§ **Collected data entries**
━━━━━━━━━━━━━━━━━━━━━━━━━━━━━━

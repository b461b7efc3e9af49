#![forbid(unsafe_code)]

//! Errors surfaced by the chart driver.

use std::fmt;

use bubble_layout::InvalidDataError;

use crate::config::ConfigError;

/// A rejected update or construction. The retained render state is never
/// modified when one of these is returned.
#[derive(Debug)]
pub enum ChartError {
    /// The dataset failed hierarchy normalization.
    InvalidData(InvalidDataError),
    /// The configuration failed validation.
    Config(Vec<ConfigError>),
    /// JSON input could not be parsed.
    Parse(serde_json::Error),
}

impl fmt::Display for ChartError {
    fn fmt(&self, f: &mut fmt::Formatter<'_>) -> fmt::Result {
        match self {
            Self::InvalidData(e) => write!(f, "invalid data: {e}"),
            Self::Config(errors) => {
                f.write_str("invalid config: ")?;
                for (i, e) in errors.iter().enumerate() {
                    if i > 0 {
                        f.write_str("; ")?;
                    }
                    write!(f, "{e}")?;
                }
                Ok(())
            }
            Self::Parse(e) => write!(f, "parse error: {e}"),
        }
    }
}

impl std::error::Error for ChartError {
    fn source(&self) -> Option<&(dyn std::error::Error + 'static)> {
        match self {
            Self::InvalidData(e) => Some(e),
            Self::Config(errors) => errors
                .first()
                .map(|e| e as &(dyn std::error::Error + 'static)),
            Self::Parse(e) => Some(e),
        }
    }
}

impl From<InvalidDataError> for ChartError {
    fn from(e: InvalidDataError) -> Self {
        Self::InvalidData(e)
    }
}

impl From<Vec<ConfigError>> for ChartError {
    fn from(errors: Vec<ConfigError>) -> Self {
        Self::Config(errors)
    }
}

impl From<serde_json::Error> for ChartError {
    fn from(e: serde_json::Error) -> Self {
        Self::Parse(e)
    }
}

━━━━━━━━━━━━━━━━━━━━━━━━━━━━━━

§ **Problem description**
Each of the records should be written out again, exactly as it reads.

§ **Written solution**
repository b461b7efc3e9af49
#![forbid(unsafe_code)]

//! Errors surfaced by the chart driver.

use std::fmt;

use bubble_layout::InvalidDataError;

use crate::config::ConfigError;

/// A rejected update or construction. The retained render state is never
/// modified when one of these is returned.
#[derive(Debug)]
pub enum ChartError {
    /// The dataset failed hierarchy normalization.
    InvalidData(InvalidDataError),
    /// The configuration failed validation.
    Config(Vec<ConfigError>),
    /// JSON input could not be parsed.
    Parse(serde_json::Error),
}

impl fmt::Display for ChartError {
    fn fmt(&self, f: &mut fmt::Formatter<'_>) -> fmt::Result {
        match self {
            Self::InvalidData(e) => write!(f, "invalid data: {e}"),
            Self::Config(errors) => {
                f.write_str("invalid config: ")?;
                for (i, e) in errors.iter().enumerate() {
                    if i > 0 {
                        f.write_str("; ")?;
                    }
                    write!(f, "{e}")?;
                }
                Ok(())
            }
            Self::Parse(e) => write!(f, "parse error: {e}"),
        }
    }
}

impl std::error::Error for ChartError {
    fn source(&self) -> Option<&(dyn std::error::Error + 'static)> {
        match self {
            Self::InvalidData(e) => Some(e),
            Self::Config(errors) => errors
                .first()
                .map(|e| e as &(dyn std::error::Error + 'static)),
            Self::Parse(e) => Some(e),
        }
    }
}

impl From<InvalidDataError> for ChartError {
    fn from(e: InvalidDataError) -> Self {
        Self::InvalidData(e)
    }
}

impl From<Vec<ConfigError>> for ChartError {
    fn from(errors: Vec<ConfigError>) -> Self {
        Self::Config(errors)
    }
}

impl From<serde_json::Error> for ChartError {
    fn from(e: serde_json::Error) -> Self {
        Self::Parse(e)
    }
}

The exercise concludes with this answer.